Task objective:
The response must contain every line below in which "UnknownSection" appears.

---*---

//! Error types for the draftflow engine.
//!
//! The taxonomy separates failures of a single external generation call
//! ([`GenerationError`]), of the persisted stores ([`StoreError`]) and of the
//! engine as a whole ([`DraftflowError`]). Only a small, closed subset of
//! generation errors is retried inside the call deduplicator; everything else
//! propagates to the step builder and from there to the run report.

use serde::{Deserialize, Serialize};
use std::collections::HashMap;
use thiserror::Error;

/// The main error type for draftflow operations.
#[derive(Debug, Clone, Error)]
pub enum DraftflowError {
    /// An external generation call failed.
    #[error("{0}")]
    Generation(#[from] GenerationError),

    /// The artifact or call store failed.
    #[error("{0}")]
    Store(#[from] StoreError),

    /// Invalid engine configuration.
    #[error("{0}")]
    Config(#[from] ConfigError),

    /// A step failed; carries the step name.
    #[error("{0}")]
    Step(#[from] StepFailure),

    /// Input data failed validation (e.g. an outline with no sections).
    #[error("Validation error: {0}")]
    Validation(String),

    /// A section key that is not present in the registry.
    #[error("Unknown section: {0}")]
    UnknownSection(String),

    /// A profile name that is not registered.
    #[error("Unknown profile: {0}")]
    UnknownProfile(String),

    /// Serialization/deserialization error.
    #[error("Serialization error: {0}")]
    Serialization(String),

    /// A generic internal error.
    #[error("Internal error: {0}")]
    Internal(String),
}

impl DraftflowError {
    /// Creates a validation error.
    #[must_use]
    pub fn validation(message: impl Into<String>) -> Self {
        Self::Validation(message.into())
    }

    /// Stable machine-readable error type name.
    #[must_use]
    pub fn error_type(&self) -> &'static str {
        match self {
            Self::Generation(e) => e.error_type(),
            Self::Store(_) => "StoreError",
            Self::Config(_) => "ConfigError",
            Self::Step(_) => "StepFailure",
            Self::Validation(_) => "ValidationError",
            Self::UnknownSection(_) => "UnknownSection",
            Self::UnknownProfile(_) => "UnknownProfile",
            Self::Serialization(_) => "SerializationError",
            Self::Internal(_) => "InternalError",
        }
    }

    /// Converts to a dictionary representation.
    #[must_use]
    pub fn to_dict(&self) -> HashMap<String, serde_json::Value> {
        let mut map = HashMap::new();
        map.insert("type".to_string(), serde_json::json!(self.error_type()));
        map.insert("message".to_string(), serde_json::json!(self.to_string()));
        if let Self::Generation(e) = self {
            map.extend(e.to_dict());
        }
        map
    }
}

impl From<serde_json::Error> for DraftflowError {
    fn from(err: serde_json::Error) -> Self {
        Self::Serialization(err.to_string())
    }
}

/// Errors raised by a single external generation call.
#[derive(Debug, Clone, PartialEq, Eq, Error)]
pub enum GenerationError {
    /// Missing credentials or other provider misconfiguration. Never retried.
    #[error("Configuration error: {0}")]
    Config(String),

    /// The provider did not answer in time.
    #[error("Timeout: {0}")]
    Timeout(String),

    /// The provider rejected the call due to rate limiting.
    #[error("Rate limited: {0}")]
    RateLimited(String),

    /// A provider-side failure; retried only when flagged.
    #[error("Provider error{}: {message}", status.map(|s| format!(" ({s})")).unwrap_or_default())]
    Provider {
        /// Error message.
        message: String,
        /// HTTP status, when the provider returned one.
        status: Option<u16>,
        /// Whether the error is transient.
        retryable: bool,
    },

    /// The request exceeds the configured input limit.
    #[error("Input too large: {actual} chars exceeds limit of {limit}")]
    InputTooLarge {
        /// Actual size in characters.
        actual: usize,
        /// Configured limit.
        limit: usize,
    },

    /// The provider response could not be interpreted (e.g. invalid JSON).
    #[error("Invalid response: {0}")]
    InvalidResponse(String),

    /// The parsed response does not match the requested schema.
    #[error("Schema validation failed: {0}")]
    SchemaValidation(String),

    /// The call record store failed.
    #[error("Call store error: {0}")]
    Store(String),
}

impl GenerationError {
    /// Creates a provider error, retryable when the status is absent or a 5xx.
    #[must_use]
    pub fn provider(message: impl Into<String>, status: Option<u16>) -> Self {
        Self::Provider {
            message: message.into(),
            status,
            retryable: status.map_or(true, |s| s >= 500),
        }
    }

    /// Returns true if the deduplicator may retry after this error.
    #[must_use]
    pub fn is_retryable(&self) -> bool {
        match self {
            Self::Timeout(_) | Self::RateLimited(_) => true,
            Self::Provider { retryable, .. } => *retryable,
            _ => false,
        }
    }

    /// Stable machine-readable error type name.
    #[must_use]
    pub fn error_type(&self) -> &'static str {
        match self {
            Self::Config(_) => "ConfigError",
            Self::Timeout(_) => "TimeoutError",
            Self::RateLimited(_) => "RateLimitError",
            Self::Provider { .. } => "ProviderError",
            Self::InputTooLarge { .. } => "InputTooLargeError",
            Self::InvalidResponse(_) => "InvalidResponseError",
            Self::SchemaValidation(_) => "SchemaValidationError",
            Self::Store(_) => "StoreError",
        }
    }

    /// Converts to a dictionary representation.
    #[must_use]
    pub fn to_dict(&self) -> HashMap<String, serde_json::Value> {
        let mut map = HashMap::new();
        map.insert("type".to_string(), serde_json::json!(self.error_type()));
        map.insert("message".to_string(), serde_json::json!(self.to_string()));
        map.insert("retryable".to_string(), serde_json::json!(self.is_retryable()));
        if let Self::Provider { status: Some(status), .. } = self {
            map.insert("status".to_string(), serde_json::json!(status));
        }
        map
    }
}

impl From<StoreError> for GenerationError {
    fn from(err: StoreError) -> Self {
        Self::Store(err.to_string())
    }
}

/// Errors raised by artifact and call repositories.
#[derive(Debug, Clone, PartialEq, Eq, Error)]
pub enum StoreError {
    /// The addressed record does not exist.
    #[error("Record not found: {0}")]
    NotFound(String),

    /// A row with the same identity already exists.
    #[error("Record already exists: {0}")]
    Conflict(String),

    /// The backend reported an unexpected failure.
    #[error("Store backend error: {0}")]
    Backend(String),
}

/// Invalid configuration values.
#[derive(Debug, Clone, PartialEq, Eq, Error)]
#[error("Invalid configuration for '{field}': {message}")]
pub struct ConfigError {
    /// The offending field.
    pub field: String,
    /// What is wrong with it.
    pub message: String,
}

impl ConfigError {
    /// Creates a new config error.
    #[must_use]
    pub fn new(field: impl Into<String>, message: impl Into<String>) -> Self {
        Self {
            field: field.into(),
            message: message.into(),
        }
    }
}

/// The first failing step of a run, as reported to callers.
#[derive(Debug, Clone, PartialEq, Eq, Serialize, Deserialize, Error)]
#[error("Step '{step}' failed: {error}")]
pub struct StepFailure {
    /// Step identifier, e.g. `section:intro` or `assemble`.
    pub step: String,
    /// Error message.
    pub error: String,
}

impl StepFailure {
    /// Creates a new step failure.
    #[must_use]
    pub fn new(step: impl Into<String>, error: impl Into<String>) -> Self {
        Self {
            step: step.into(),
            error: error.into(),
        }
    }

    /// Converts to a dictionary representation.
    #[must_use]
    pub fn to_dict(&self) -> HashMap<String, serde_json::Value> {
        let mut map = HashMap::new();
        map.insert("step".to_string(), serde_json::json!(self.step));
        map.insert("error".to_string(), serde_json::json!(self.error));
        map
    }
}

/// Result alias used across the crate.
pub type Result<T, E = DraftflowError> = std::result::Result<T, E>;

#[cfg(test)]
mod tests {
    use super::*;

    #[test]
    fn test_retryable_classification() {
        assert!(GenerationError::Timeout("t".into()).is_retryable());
        assert!(GenerationError::RateLimited("r".into()).is_retryable());
        assert!(GenerationError::provider("boom", Some(503)).is_retryable());
        assert!(GenerationError::provider("net", None).is_retryable());
        assert!(!GenerationError::provider("bad request", Some(400)).is_retryable());
        assert!(!GenerationError::Config("no key".into()).is_retryable());
        assert!(!GenerationError::InputTooLarge { actual: 10, limit: 5 }.is_retryable());
        assert!(!GenerationError::InvalidResponse("x".into()).is_retryable());
        assert!(!GenerationError::SchemaValidation("x".into()).is_retryable());
    }

    #[test]
    fn test_provider_error_display() {
        let err = GenerationError::provider("upstream", Some(502));
        assert_eq!(err.to_string(), "Provider error (502): upstream");
        let err = GenerationError::provider("upstream", None);
        assert_eq!(err.to_string(), "Provider error: upstream");
    }

    #[test]
    fn test_draftflow_error_to_dict() {
        let err: DraftflowError = GenerationError::RateLimited("slow down".into()).into();
        let dict = err.to_dict();
        assert_eq!(dict.get("type"), Some(&serde_json::json!("RateLimitError")));
        assert_eq!(dict.get("retryable"), Some(&serde_json::json!(true)));
    }

    #[test]
    fn test_provider_error_to_dict_carries_status() {
        let dict = GenerationError::provider("bad gateway", Some(502)).to_dict();
        assert_eq!(dict.get("status"), Some(&serde_json::json!(502)));
        assert_eq!(dict.get("retryable"), Some(&serde_json::json!(true)));
        assert!(!GenerationError::Timeout("t".into()).to_dict().contains_key("status"));
    }

    #[test]
    fn test_step_failure_display() {
        let failure = StepFailure::new("section:intro", "Timeout: 60s");
        assert_eq!(failure.to_string(), "Step 'section:intro' failed: Timeout: 60s");
        assert_eq!(failure.to_dict().len(), 2);
    }
}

---*---

Solution:
    UnknownSection(String),
            Self::UnknownSection(_) => "UnknownSection",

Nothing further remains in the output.